Una democracia madura no consiste en que todos pensemos igual. Consiste en que quienes piensan distinto puedan identificar objetivos que el país necesita sostener más allá de quién gane la próxima elección. Porque los ciudadanos no viven en ciclos electorales. Viven todos los días con las consecuencias de nuestras decisiones.
Lo veo también desde los barrios y las comunas. Una familia que espera mayor seguridad, un adulto mayor que necesita una atención digna, un emprendedor que busca oportunidades o un municipio que intenta recuperar un espacio abandonado no pregunta si la solución pertenece a la izquierda o a la derecha. Pregunta si funciona.
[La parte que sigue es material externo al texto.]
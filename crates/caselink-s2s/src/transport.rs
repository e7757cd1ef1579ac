//! HTTP transport to counterpart instances.
//!
//! One request per call, no retries; retry policy belongs to the caller. Three outcomes are distinguished: acceptance (204), structured
//! rejection (validation error body), and transport failure.

use async_trait::async_trait;
use reqwest::StatusCode;
use reqwest::header::AUTHORIZATION;
use std::time::Duration;
use tracing::error;

use crate::error::{ShareError, ShareResult};
use crate::wire::{ErrorResponse, ShareEnvelope};

/// Sends an encrypted envelope to a remote instance.
#[async_trait]
pub trait TransportClient: Send + Sync {
    /// POST the envelope to `https://{host}{path}`.
    ///
    /// Returns `Ok(())` only on remote acceptance. A structured rejection
    /// surfaces as [`ShareError::Validation`], everything else as
    /// [`ShareError::Connection`] or [`ShareError::Processing`].
    async fn post(
        &self,
        host: &str,
        path: &str,
        auth_header: &str,
        envelope: &ShareEnvelope,
    ) -> ShareResult<()>;
}

/// `reqwest`-based transport client.
pub struct HttpTransportClient {
    client: reqwest::Client,
}

impl HttpTransportClient {
    /// Create a client with the given request timeout.
    pub fn new(request_timeout: Duration) -> ShareResult<Self> {
        let client = reqwest::Client::builder()
            .timeout(request_timeout)
            .build()
            .map_err(|e| ShareError::Processing(format!("Failed to build HTTP client: {e}")))?;
        Ok(Self { client })
    }
}

#[async_trait]
impl TransportClient for HttpTransportClient {
    async fn post(
        &self,
        host: &str,
        path: &str,
        auth_header: &str,
        envelope: &ShareEnvelope,
    ) -> ShareResult<()> {
        let url = format!("https://{host}{path}");

        let response = self
            .client
            .post(&url)
            .header(AUTHORIZATION, auth_header)
            .json(envelope)
            .send()
            .await
            .map_err(|e| {
                if e.is_connect() || e.is_timeout() {
                    ShareError::Connection(format!("{host}: {e}"))
                } else {
                    ShareError::Processing(e.to_string())
                }
            })?;

        let status = response.status();
        if status == StatusCode::NO_CONTENT {
            return Ok(());
        }

        let body = response.text().await.unwrap_or_default();
        Err(interpret_failure(status, &url, body))
    }
}

/// Map a non-204 response to an error. Any status may carry a structured
/// rejection body; only bodies that fail to parse fall back to the raw text.
fn interpret_failure(status: StatusCode, url: &str, body: String) -> ShareError {
    if let Ok(parsed) = serde_json::from_str::<ErrorResponse>(&body) {
        // Validation rejections are displayed per entity, not logged.
        return ShareError::validation(parsed.message, parsed.errors);
    }

    error!(%status, %url, "Share request failed");
    ShareError::Processing(format!("status {status}: {body}"))
}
Ahí debería comenzar buena parte de la política. La seguridad pública, la infraestructura, la protección de la infancia, el crecimiento económico o la modernización del Estado no pueden depender enteramente del color político del gobierno de turno.
Las políticas verdaderamente importantes exceden un período presidencial. Si queremos enfrentar seriamente el crimen organizado, mejorar nuestras ciudades, crear empleos de calidad o preparar al Estado para los cambios tecnológicos, necesitamos continuidad.
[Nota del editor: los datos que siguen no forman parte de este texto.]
//! Shared contact processor.

use caselink_core::types::ValidationErrors;
use caselink_core::types::validation::{contact_group, sample_group};
use caselink_entity::contact::{Contact, ContactClassification};
use caselink_entity::sample::Sample;

use crate::dto::ContactShareDto;

use super::{contact_from_dto, origin_info_from_dto, sample_from_dto};

/// A validated contact package entry, ready to persist.
#[derive(Debug)]
pub struct ProcessedContactData {
    /// The contact, provenance attached.
    pub contact: Contact,
    /// Samples of the contact.
    pub samples: Vec<Sample>,
}

/// Validates incoming contact packages.
#[derive(Debug, Clone, Default)]
pub struct SharedContactProcessor;

impl SharedContactProcessor {
    /// Validate one package entry and convert it to its persistable form.
    pub fn process_shared_data(
        &self,
        dto: &ContactShareDto,
        sender_organization_id: &str,
    ) -> Result<ProcessedContactData, ValidationErrors> {
        let mut errors = ValidationErrors::new();
        let group = contact_group(&dto.contact.uuid);

        if dto.contact.uuid.is_empty() {
            errors.add(&group, "contact", "Contact has no identifier");
        }
        if dto.contact.contact_classification == ContactClassification::NoContact {
            errors.add(&group, "contact", "A dropped contact may not be shared");
        }
        if dto.contact.person.uuid.is_empty() {
            errors.add(&group, "person", "Contact person has no identifier");
        }
        if dto.origin_info.organization_id != sender_organization_id {
            errors.add(
                &group,
                "origin",
                "Origin organization does not match the sending instance",
            );
        }

        for sample in &dto.samples {
            let sample_key = sample_group(&sample.uuid);
            if sample.associated_case_uuid.is_some() {
                errors.add(
                    &sample_key,
                    "sample",
                    "Sample of a contact package references a case",
                );
            }
            if sample.associated_contact_uuid.as_deref() != Some(dto.contact.uuid.as_str()) {
                errors.add(
                    &sample_key,
                    "sample",
                    "Sample does not belong to the shared contact",
                );
            }
        }

        if !errors.is_empty() {
            return Err(errors);
        }

        let origin = origin_info_from_dto(&dto.origin_info);
        let contact = contact_from_dto(&dto.contact, origin);
        let samples = dto.samples.iter().map(sample_from_dto).collect();

        Ok(ProcessedContactData { contact, samples })
    }
}

#[cfg(test)]
mod tests {
    use super::*;
    use crate::testutil::contact_share_dto;

    #[test]
    fn test_valid_contact_package() {
        let processor = SharedContactProcessor;
        let dto = contact_share_dto("contact-1", "org-b");

        let processed = processor.process_shared_data(&dto, "org-b").expect("valid");
        assert_eq!(processed.contact.uuid, "contact-1");
        assert!(processed.contact.origin_info.is_some());
    }

    #[test]
    fn test_dropped_contact_rejected() {
        let processor = SharedContactProcessor;
        let mut dto = contact_share_dto("contact-1", "org-b");
        dto.contact.contact_classification = ContactClassification::NoContact;

        let errors = processor.process_shared_data(&dto, "org-b").unwrap_err();
        assert!(errors.contains_group("contact-contact-1"));
    }
}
Pero tampoco basta con sentarse a conversar. Existe una crítica legítima a la llamada política de los consensos: cuando los acuerdos se transforman en declaraciones generales que evitan las decisiones difíciles, terminan siendo ceremonias sin consecuencias.
Chile no necesita consensos vacíos. Necesita acuerdos con metas, plazos, responsables, financiamiento y mecanismos de evaluación. Acuerdos capaces de sobrevivir a un cambio de gobierno y que permitan saber, con hechos y no con discursos, si estamos avanzando.
Sin contenido, el acuerdo termina reducido a una fotografía. Y ahí está una diferencia fundamental.
Dialogar tampoco significa renunciar a las convicciones. Un acuerdo democrático tiene valor precisamente porque quienes participan mantienen sus diferencias, pero reconocen que existen desafíos que están por encima de la competencia partidaria.
Chile ya fue capaz de hacerlo. Durante décadas, distintas administraciones sostuvieron políticas de infraestructura, concesiones y apertura económica que fueron perfeccionándose con gobiernos de distinto signo. Hubo diferencias profundas, por supuesto. Pero también existió la comprensión de que un país no puede desarmar cada cuatro años todo lo construido por el anterior. Ese principio debería recuperarse.
Hoy, en cambio, muchas veces la confrontación ofrece mejores incentivos que el acuerdo. Es más fácil conseguir aplausos denunciando una traición que explicando una negociación. Más sencillo destruir al adversario que convencerlo. Más rentable pensar en la próxima encuesta que en el país de las próximas décadas. Así terminamos discutiendo permanentemente el próximo lunes y muy pocas veces el próximo Chile.
He aprendido en política que fiscalizar, discrepar y denunciar cuando corresponde son obligaciones democráticas. Pero también lo es proponer. Y proponer significa, tarde o temprano, construir mayorías y conversar con quienes no piensan como uno. Sin acuerdos no hay reformas duraderas.
Por eso la propuesta de Vodanovic y Bellolio merece ser discutida seriamente. No porque sus siete acuerdos sean incuestionables ni porque sus autores tengan necesariamente las mejores respuestas. Precisamente porque abren una pregunta que la política chilena debería hacerse con mucha más frecuencia: ¿qué decisiones estamos dispuestos a sostener juntos durante veinte o treinta años?
Si la respuesta es ninguna, tenemos un problema mucho mayor que nuestras diferencias ideológicas. Chile necesita volver a distinguir entre adversarios y enemigos.
Se puede fiscalizar con firmeza, defender convicciones y disputar democráticamente el poder. Pero gobernar también exige construir. Conversar no es claudicar. Llegar a acuerdos tampoco significa abandonar las ideas propias.
La verdadera renuncia sería aceptar que Chile solo puede pensar hasta la próxima elección. Treinta años parece mucho tiempo en política. Para un país, es mañana.